Cette spécialiste rappelle l’importance des groupes de pression d’hommes d’affaires turcs dans la sphère économique à Bruxelles

 

ENTRETIEN

Claire Visier

Maître de conférences en sciences politiques à l’université de Rennes (1)

 

La Croix : Les lobbys turcs sont-ils importants à Bruxelles ?

Claire Visier : Les difficultés à entrer dans l’Union européenne pourraient faire croire à la faiblesse de ces lobbys, or il n’en est rien, ils sont très importants à Bruxelles. La plupart sont des groupes d’intérêts économiques. Dans les couloirs du Parlement européen, on croise des associations d’hommes d’affaires, notamment la Tusiad (Association des hommes d’affaires et industriels turcs) et des groupes d’intérêts sectoriels, dans le coton ou le textile, domaine dans lequel la Turquie pèse sur le marché européen.

 

Le pays est déjà partie prenante de l’Europe, depuis qu’il a signé une union douanière en 1996. Certes, elle est problématique pour les entreprises turques, car lorsque l’UE négocie un allègement des taxes de douane à l’entrée de marchandises d’un pays tiers dans l’espace européen, la Turquie applique ces baisses de charges. Et pourtant, elle ne bénéficie pas de la même réciprocité. Il lui est par exemple plus difficile d’exporter de l’électroménager, alors que le pays est en pointe dans ce domaine.

 

Les lobbyistes turcs cherchent à lutter contre cette forte asymétrie et défendent une plus grande intégration de la Turquie dans l’Union.

 

Ces lobbyistes sont-ils représentatifs de la société turque ?

Non parce qu’ils représentent avant tout les intérêts économiques du pays.
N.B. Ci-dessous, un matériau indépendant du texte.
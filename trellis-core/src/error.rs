//! Error types for Trellis

use thiserror::Error;

/// Result type alias for Trellis operations
pub type Result<T> = std::result::Result<T, Error>;

/// Error type for Trellis operations
#[derive(Error, Debug)]
pub enum Error {
    /// IO error
    #[error("IO error: {0}")]
    Io(#[from] std::io::Error),

    /// JSON serialization/deserialization error
    #[error("JSON error: {0}")]
    Json(#[from] serde_json::Error),

    /// Configuration error
    #[error("Configuration error: {0}")]
    Config(String),

    /// The project snapshot could not be fetched or was malformed
    #[error("Upstream error: {0}")]
    Upstream(String),

    /// Generic error with message
    #[error("{0}")]
    Other(String),
}
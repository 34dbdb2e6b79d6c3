//! Project view operations

use crate::graphql::{Connection, NodeData};
use crate::{Error, GitHubClient, Result};
use serde::{Deserialize, Serialize};
use serde_json::{json, Map, Value};
use tracing::info;

/// How a view lays out items
#[derive(Debug, Clone, Copy, PartialEq, Eq, Serialize, Deserialize)]
pub enum ViewLayout {
    #[serde(rename = "BOARD_LAYOUT")]
    Board,
    #[serde(rename = "TABLE_LAYOUT")]
    Table,
    #[serde(rename = "ROADMAP_LAYOUT")]
    Roadmap,
}

/// A saved project view
#[derive(Debug, Clone, Serialize)]
pub struct ProjectView {
    pub id: String,
    pub name: String,
    pub layout: ViewLayout,
    /// Names of the fields shown in the view
    #[serde(skip_serializing_if = "Vec::is_empty")]
    pub fields: Vec<String>,
}

#[derive(Debug, Deserialize)]
struct ViewNode {
    id: String,
    name: String,
    layout: ViewLayout,
    #[serde(default)]
    fields: Option<Connection<Option<ViewField>>>,
}

#[derive(Debug, Deserialize)]
struct ViewField {
    name: Option<String>,
}

impl From<ViewNode> for ProjectView {
    fn from(node: ViewNode) -> Self {
        let fields = node
            .fields
            .map(|c| c.nodes.into_iter().flatten().filter_map(|f| f.name).collect())
            .unwrap_or_default();

        ProjectView {
            id: node.id,
            name: node.name,
            layout: node.layout,
            fields,
        }
    }
}

#[derive(Debug, Deserialize)]
struct ProjectViews {
    views: Connection<ViewNode>,
}

#[derive(Debug, Deserialize)]
#[serde(rename_all = "camelCase")]
struct CreateViewData {
    create_project_v2_view: ViewPayload,
}

#[derive(Debug, Deserialize)]
#[serde(rename_all = "camelCase")]
struct UpdateViewData {
    update_project_v2_view: ViewPayload,
}

#[derive(Debug, Deserialize)]
#[serde(rename_all = "camelCase")]
struct ViewPayload {
    project_view: ViewNode,
}

#[derive(Debug, Deserialize)]
#[serde(rename_all = "camelCase")]
struct DeleteViewData {
    delete_project_v2_view: DeleteViewPayload,
}

#[derive(Debug, Deserialize)]
#[serde(rename_all = "camelCase")]
struct DeleteViewPayload {
    deleted_view_id: String,
}

/// Build the update input, leaving out unchanged properties
fn update_input(
    project_id: &str,
    view_id: &str,
    name: Option<&str>,
    layout: Option<ViewLayout>,
) -> Result<Value> {
    if name.is_none() && layout.is_none() {
        return Err(Error::Other(
            "View update needs a new name or layout".to_string(),
        ));
    }

    let mut input = Map::new();
    input.insert("projectId".to_string(), json!(project_id));
    input.insert("viewId".to_string(), json!(view_id));
    if let Some(name) = name {
        input.insert("name".to_string(), json!(name));
    }
    if let Some(layout) = layout {
        input.insert("layout".to_string(), json!(layout));
    }

    Ok(Value::Object(input))
}

impl GitHubClient {
    /// Create a view on a project
    pub async fn create_view(
        &self,
        project_id: &str,
        name: &str,
        layout: ViewLayout,
    ) -> Result<ProjectView> {
        let mutation = r#"
            mutation($input: CreateProjectV2ViewInput!) {
                createProjectV2View(input: $input) {
                    projectView { id name layout }
                }
            }
        "#;

        let input = json!({ "projectId": project_id, "name": name, "layout": layout });
        let data: CreateViewData = self
            .graphql_query(mutation, &json!({ "input": input }))
            .await?;

        let view = ProjectView::from(data.create_project_v2_view.project_view);
        info!(project_id, view_id = %view.id, "Created project view");
        Ok(view)
    }

    /// Rename a view or change its layout
    pub async fn update_view(
        &self,
        project_id: &str,
        view_id: &str,
        name: Option<&str>,
        layout: Option<ViewLayout>,
    ) -> Result<ProjectView> {
        let input = update_input(project_id, view_id, name, layout)?;

        let mutation = r#"
            mutation($input: UpdateProjectV2ViewInput!) {
                updateProjectV2View(input: $input) {
                    projectView { id name layout }
                }
            }
        "#;

        let data: UpdateViewData = self
            .graphql_query(mutation, &json!({ "input": input }))
            .await?;

        info!(project_id, view_id, "Updated project view");
        Ok(data.update_project_v2_view.project_view.into())
    }

    /// Delete a view, returning the deleted view id
    pub async fn delete_view(&self, project_id: &str, view_id: &str) -> Result<String> {
        let mutation = r#"
            mutation($input: DeleteProjectV2ViewInput!) {
                deleteProjectV2View(input: $input) {
                    deletedViewId
                }
            }
        "#;

        let data: DeleteViewData = self
            .graphql_query(
                mutation,
                &json!({ "input": { "projectId": project_id, "viewId": view_id } }),
            )
            .await?;

        info!(project_id, view_id, "Deleted project view");
        Ok(data.delete_project_v2_view.deleted_view_id)
    }

    /// List the views of a project
    pub async fn list_views(&self, project_id: &str, first: u32) -> Result<Vec<ProjectView>> {
        let query = r#"
            query($projectId: ID!, $first: Int!) {
                node(id: $projectId) {
                    ... on ProjectV2 {
                        views(first: $first) {
                            nodes {
                                id
                                name
                                layout
                                fields(first: 100) {
                                    nodes {
                                        ... on ProjectV2FieldCommon { name }
                                    }
                                }
                            }
                        }
                    }
                }
            }
        "#;

        let data: NodeData<ProjectViews> = self
            .graphql_query(query, &json!({ "projectId": project_id, "first": first }))
            .await?;

        let project = data
            .node
            .ok_or_else(|| Error::NotFound(format!("project {}", project_id)))?;

        Ok(project
            .views
            .nodes
            .into_iter()
            .map(ProjectView::from)
            .collect())
    }
}
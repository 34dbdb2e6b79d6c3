//! Trellis GitHub - GitHub Projects integration for Trellis
//!
//! This crate talks to the GitHub GraphQL API: it fetches project snapshots
//! for the analysis engine and manages projects, items, views, dependencies
//! and priorities.

mod client;
mod dependencies;
mod error;
mod graphql;
mod items;
mod priorities;
mod projects;
mod views;

pub use client::{parse_project_url, GitHubClient, OwnerKind, ProjectRef};
pub use dependencies::DependencyUpdate;
pub use error::{Error, Result};
pub use items::ProjectItem;
pub use priorities::{priority_value, Assessment, BatchOutcome, PriorityUpdate};
pub use projects::{
    find_field, CreatedProject, FieldDataType, FieldOption, FieldUpdate, ProjectField,
    ProjectInfo, ProjectSummary,
};
pub use views::{ProjectView, ViewLayout};
//! Project item commands

use clap::{Args, Subcommand};
use serde_json::json;
use trellis_core::Config;

use super::{get_client, print_json, resolve_project_id};

/// Project item commands
#[derive(Args, Debug)]
pub struct ItemArgs {
    #[command(subcommand)]
    pub command: ItemCommand,
}

#[derive(Subcommand, Debug)]
pub enum ItemCommand {
    /// Add an issue or pull request to a project
    Add {
        /// Project node id, URL or owner/number
        project: String,

        /// Node id of the issue or pull request
        content_id: String,
    },

    /// Remove an item from a project
    Delete {
        /// Project node id, URL or owner/number
        project: String,

        /// Project item id
        item_id: String,
    },

    /// List items with their field values and relationships
    List {
        /// Project node id, URL or owner/number
        project: String,

        /// Maximum number of items
        #[arg(short, long, default_value_t = 20)]
        limit: usize,
    },
}

impl ItemArgs {
    /// Execute the item command
    pub async fn execute(&self, config: &Config) -> anyhow::Result<()> {
        let client = get_client(config)?;

        match &self.command {
            ItemCommand::Add {
                project,
                content_id,
            } => {
                let project_id = resolve_project_id(&client, project).await?;
                let item_id = client.add_item(&project_id, content_id).await?;
                print_json(&json!({ "id": item_id }))
            }
            ItemCommand::Delete { project, item_id } => {
                let project_id = resolve_project_id(&client, project).await?;
                let deleted = client.delete_item(&project_id, item_id).await?;
                print_json(&json!({ "deleted_item_id": deleted }))
            }
            ItemCommand::List { project, limit } => {
                let project_id = resolve_project_id(&client, project).await?;
                let items = client.list_items(&project_id, *limit).await?;
                print_json(&items)
            }
        }
    }
}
Les lobbyistes parlent plusieurs langues, sont très diplômés. Ils représentent les petits industriels, mais sont éloignés de leur mode de vie. Dans les bureaux internationaux des syndicats turcs, on connaît bien les rouages européens, mais on est plutôt éloignés de la base de ces groupes d’intérêts. Ces gens sont déconnectés et très bruxellocentrés.

 

La Turquie a-t-elle plus à attendre de l’Europe que du reste du monde ?

La population est découragée, elle ne croit plus à l’Europe. Pour les lobbyistes turcs de Bruxelles, c’est plus difficile de faire passer le message de la nécessaire réforme en Turquie. Il devient compliqué pour eux de revenir au pays en demandant à la population d’adopter les normes et les standards européens.

 

Cela dit, les grandes entreprises turques ont fait le pari du marché européen, elles ne vont pas s’en détourner du jour au lendemain. Les groupes économiques turcs ont tout intérêt à une plus grande intégration européenne.

 

On a une vision trop dualiste du positionnement de la Turquie. Il ne s’agit pas de se tourner soit vers l’UE, soit vers le monde arabo-musulman. Des deux côtés, la Turquie a des intérêts à jouer. Et elle use de l’importance des liens qu’elle entretient avec le monde arabe pour conserver son image de pont entre l’Orient et l’Occident auprès des Européens.

 

Quel rôle joue l’AKP, le parti islamiste modéré au pouvoir, dans ce lobbying ?

L’arrivée au pouvoir de l’AKP, très en faveur de l’entrée de la Turquie dans l’Union européenne, a obligé les groupes économiques et notamment les syndicats, plutôt eurosceptiques au départ, à nuancer leur discours, et à jouer le jeu européen. Aujourd’hui, ils continuent à jouer la carte européenne, pour défendre et faire évoluer leurs intérêts sectoriels.

 

L’un des syndicats les plus importants à Bruxelles est l’HAK IS (Confédération des vrais syndicats turcs), très proche de l’AKP. TURK IS (Confédération des syndicats turcs), qui est le syndicat historique, et plus de gauche, commence à avoir une attitude de défiance vis-à-vis de Bruxelles, il se détache d’un certain nombre de projets européens.

 

Recueilli par Anne-Fleur DELAISTRE

 

(1)   Claire Visier est maître de conférence au Centre de recherches sur l’action politique en Europe à l’université Rennes 1. Elle a publié, avec Jean-François Polo, De l’intégration à l’européanisation. Les groupes d’intérêt turcs à Bruxelles, éditions du CNRS.